What this task involves ::
Where the records hold the string "filename", show the whole line it sits on.

──────── Records for this task

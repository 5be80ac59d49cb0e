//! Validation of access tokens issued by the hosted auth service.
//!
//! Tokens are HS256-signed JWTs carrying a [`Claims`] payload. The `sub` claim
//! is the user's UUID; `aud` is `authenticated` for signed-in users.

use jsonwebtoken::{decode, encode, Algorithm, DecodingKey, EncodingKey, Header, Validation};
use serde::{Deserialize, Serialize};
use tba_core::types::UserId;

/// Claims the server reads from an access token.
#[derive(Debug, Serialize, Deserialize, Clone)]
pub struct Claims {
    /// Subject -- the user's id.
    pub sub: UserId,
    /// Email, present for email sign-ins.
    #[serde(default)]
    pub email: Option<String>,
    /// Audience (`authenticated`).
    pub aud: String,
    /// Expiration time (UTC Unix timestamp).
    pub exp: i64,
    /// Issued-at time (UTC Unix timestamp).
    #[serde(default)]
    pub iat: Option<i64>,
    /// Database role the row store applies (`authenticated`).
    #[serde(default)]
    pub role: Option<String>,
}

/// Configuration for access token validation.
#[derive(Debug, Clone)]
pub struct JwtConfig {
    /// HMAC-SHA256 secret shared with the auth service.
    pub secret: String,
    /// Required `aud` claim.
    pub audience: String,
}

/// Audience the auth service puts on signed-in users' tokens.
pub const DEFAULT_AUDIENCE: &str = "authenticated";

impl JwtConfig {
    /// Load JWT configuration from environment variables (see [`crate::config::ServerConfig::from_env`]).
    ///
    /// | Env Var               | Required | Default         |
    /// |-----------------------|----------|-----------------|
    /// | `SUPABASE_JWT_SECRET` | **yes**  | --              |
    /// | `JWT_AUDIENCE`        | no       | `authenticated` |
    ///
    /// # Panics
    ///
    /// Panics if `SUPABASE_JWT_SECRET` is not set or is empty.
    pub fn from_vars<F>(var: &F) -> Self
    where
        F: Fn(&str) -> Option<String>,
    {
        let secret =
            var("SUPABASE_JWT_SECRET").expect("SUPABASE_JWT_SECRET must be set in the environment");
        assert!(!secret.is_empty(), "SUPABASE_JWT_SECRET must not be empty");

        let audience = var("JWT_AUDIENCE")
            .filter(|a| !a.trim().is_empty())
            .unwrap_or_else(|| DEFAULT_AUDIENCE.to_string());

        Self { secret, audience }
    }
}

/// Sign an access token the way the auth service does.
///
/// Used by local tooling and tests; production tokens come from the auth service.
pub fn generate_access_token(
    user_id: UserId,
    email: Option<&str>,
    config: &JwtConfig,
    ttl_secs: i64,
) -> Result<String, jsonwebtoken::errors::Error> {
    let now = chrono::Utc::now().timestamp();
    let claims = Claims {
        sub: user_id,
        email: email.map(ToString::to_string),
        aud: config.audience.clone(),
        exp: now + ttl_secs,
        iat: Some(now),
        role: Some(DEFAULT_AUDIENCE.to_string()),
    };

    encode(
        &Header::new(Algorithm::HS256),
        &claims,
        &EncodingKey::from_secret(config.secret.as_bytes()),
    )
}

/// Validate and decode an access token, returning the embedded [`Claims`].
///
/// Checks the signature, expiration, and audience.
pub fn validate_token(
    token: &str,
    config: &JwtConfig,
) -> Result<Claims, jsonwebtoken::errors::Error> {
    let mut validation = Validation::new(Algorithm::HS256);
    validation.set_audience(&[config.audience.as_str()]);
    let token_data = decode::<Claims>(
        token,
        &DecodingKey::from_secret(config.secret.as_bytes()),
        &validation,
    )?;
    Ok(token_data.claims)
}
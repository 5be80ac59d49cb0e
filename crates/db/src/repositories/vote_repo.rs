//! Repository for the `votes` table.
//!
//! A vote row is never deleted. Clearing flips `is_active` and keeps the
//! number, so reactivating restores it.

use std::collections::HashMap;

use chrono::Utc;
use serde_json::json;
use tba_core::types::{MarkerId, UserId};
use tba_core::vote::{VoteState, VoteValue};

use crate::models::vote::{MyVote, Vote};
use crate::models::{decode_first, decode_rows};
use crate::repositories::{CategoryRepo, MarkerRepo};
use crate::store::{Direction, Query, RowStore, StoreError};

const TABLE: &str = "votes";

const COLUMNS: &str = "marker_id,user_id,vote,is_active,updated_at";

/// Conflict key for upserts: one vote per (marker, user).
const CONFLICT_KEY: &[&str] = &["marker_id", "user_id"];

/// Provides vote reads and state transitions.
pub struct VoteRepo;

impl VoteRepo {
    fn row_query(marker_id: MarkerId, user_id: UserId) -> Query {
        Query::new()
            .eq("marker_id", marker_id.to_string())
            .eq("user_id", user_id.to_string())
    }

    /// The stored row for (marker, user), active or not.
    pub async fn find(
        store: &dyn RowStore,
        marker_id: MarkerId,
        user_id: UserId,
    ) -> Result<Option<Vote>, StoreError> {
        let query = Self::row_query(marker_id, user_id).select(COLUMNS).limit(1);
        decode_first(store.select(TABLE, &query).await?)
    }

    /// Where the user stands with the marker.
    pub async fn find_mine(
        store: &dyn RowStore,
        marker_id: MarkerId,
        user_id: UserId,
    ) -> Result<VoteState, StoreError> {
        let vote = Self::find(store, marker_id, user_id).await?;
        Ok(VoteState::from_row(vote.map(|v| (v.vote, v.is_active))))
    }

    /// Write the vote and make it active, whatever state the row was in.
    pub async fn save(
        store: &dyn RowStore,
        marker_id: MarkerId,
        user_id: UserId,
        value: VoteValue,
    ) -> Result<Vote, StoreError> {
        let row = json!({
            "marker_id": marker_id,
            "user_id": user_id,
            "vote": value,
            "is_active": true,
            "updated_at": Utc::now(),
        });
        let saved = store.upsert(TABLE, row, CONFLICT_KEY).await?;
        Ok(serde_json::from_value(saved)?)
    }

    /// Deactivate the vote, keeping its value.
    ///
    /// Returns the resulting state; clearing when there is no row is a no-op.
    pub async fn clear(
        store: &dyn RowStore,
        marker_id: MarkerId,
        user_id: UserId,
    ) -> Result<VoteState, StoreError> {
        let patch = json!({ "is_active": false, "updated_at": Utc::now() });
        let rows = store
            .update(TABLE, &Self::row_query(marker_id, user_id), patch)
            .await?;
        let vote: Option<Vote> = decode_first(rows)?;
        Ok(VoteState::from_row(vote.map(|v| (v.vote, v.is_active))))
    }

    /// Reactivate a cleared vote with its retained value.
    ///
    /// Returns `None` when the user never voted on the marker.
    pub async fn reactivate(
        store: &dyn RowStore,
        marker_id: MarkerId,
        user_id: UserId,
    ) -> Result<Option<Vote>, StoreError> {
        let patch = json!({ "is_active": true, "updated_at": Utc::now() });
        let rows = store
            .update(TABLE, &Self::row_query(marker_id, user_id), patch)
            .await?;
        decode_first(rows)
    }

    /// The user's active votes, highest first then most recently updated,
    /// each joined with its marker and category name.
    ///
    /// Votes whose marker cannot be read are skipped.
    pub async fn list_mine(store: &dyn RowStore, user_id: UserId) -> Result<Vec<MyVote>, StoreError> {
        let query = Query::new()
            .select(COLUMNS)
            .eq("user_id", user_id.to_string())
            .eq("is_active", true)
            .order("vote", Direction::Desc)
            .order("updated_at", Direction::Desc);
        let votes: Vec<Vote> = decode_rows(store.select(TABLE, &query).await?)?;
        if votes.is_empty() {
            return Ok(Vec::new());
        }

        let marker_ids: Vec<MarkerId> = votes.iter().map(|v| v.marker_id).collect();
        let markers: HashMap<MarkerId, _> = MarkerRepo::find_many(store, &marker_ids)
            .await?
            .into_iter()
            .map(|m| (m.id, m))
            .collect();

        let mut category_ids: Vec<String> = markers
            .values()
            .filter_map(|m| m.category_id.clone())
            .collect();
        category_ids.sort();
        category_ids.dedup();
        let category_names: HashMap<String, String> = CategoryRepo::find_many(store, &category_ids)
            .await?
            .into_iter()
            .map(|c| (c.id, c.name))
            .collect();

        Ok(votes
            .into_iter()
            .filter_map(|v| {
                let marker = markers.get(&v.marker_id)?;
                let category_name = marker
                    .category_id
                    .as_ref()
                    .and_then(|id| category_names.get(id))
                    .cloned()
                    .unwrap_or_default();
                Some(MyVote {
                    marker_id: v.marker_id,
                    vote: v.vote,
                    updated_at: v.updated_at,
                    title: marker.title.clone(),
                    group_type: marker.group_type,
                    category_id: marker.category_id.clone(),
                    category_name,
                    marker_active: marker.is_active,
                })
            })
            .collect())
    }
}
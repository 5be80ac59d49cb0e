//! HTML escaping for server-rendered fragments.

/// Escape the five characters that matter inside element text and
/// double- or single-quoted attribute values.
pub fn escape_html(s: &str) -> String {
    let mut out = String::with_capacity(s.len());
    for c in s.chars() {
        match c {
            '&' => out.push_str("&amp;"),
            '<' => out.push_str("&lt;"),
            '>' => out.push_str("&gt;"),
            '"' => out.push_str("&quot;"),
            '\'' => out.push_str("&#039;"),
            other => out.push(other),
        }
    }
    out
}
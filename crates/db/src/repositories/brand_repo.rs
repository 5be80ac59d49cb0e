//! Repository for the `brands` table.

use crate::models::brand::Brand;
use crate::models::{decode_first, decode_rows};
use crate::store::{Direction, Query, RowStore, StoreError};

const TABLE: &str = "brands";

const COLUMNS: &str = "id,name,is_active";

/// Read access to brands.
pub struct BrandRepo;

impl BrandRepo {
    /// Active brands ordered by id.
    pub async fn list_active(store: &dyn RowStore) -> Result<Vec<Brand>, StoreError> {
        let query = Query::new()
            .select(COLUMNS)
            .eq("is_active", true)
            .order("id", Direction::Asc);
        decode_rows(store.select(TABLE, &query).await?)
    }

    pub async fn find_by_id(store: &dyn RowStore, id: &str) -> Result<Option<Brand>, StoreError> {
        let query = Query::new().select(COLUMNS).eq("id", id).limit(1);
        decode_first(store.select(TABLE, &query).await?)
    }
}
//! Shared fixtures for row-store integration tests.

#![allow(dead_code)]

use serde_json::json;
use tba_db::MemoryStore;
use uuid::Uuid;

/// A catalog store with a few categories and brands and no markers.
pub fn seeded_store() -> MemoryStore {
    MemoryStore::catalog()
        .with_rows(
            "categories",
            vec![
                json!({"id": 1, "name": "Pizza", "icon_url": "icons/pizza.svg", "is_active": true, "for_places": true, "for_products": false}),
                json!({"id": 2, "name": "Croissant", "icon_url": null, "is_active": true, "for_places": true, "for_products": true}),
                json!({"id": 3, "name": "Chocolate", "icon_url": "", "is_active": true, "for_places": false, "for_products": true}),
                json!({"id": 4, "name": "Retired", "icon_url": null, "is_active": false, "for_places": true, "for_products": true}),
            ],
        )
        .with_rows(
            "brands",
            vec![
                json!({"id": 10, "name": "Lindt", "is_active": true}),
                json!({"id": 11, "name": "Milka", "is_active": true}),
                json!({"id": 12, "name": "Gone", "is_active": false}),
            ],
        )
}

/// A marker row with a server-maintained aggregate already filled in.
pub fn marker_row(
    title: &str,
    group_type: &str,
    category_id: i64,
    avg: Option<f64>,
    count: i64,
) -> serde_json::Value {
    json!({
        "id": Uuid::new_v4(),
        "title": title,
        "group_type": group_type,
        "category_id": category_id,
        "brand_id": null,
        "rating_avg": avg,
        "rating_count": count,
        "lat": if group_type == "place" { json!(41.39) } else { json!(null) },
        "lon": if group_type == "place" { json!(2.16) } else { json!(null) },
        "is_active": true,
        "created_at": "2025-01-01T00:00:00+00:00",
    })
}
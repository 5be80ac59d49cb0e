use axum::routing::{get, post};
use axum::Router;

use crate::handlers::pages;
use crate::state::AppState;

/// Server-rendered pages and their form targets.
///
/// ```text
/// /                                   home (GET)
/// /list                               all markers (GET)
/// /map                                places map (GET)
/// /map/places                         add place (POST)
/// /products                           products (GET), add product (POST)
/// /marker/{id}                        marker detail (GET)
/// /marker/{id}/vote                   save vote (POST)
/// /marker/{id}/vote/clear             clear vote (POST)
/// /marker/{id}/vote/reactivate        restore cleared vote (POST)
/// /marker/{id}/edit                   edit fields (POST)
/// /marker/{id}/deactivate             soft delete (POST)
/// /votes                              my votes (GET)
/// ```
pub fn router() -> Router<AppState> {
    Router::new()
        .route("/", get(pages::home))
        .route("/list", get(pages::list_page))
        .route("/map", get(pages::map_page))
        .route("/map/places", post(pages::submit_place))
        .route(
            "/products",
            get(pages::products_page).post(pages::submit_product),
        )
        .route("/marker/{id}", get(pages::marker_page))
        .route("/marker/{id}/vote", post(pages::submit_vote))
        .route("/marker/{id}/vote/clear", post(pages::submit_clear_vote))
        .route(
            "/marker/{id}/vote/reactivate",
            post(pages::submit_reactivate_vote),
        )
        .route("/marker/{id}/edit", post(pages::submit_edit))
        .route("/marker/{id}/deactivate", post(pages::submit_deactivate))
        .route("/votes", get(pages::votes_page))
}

────────────────

Result of this exercise ::
filename crates/db/src/repositories/vote_repo.rs
filename crates/db/src/repositories/brand_repo.rs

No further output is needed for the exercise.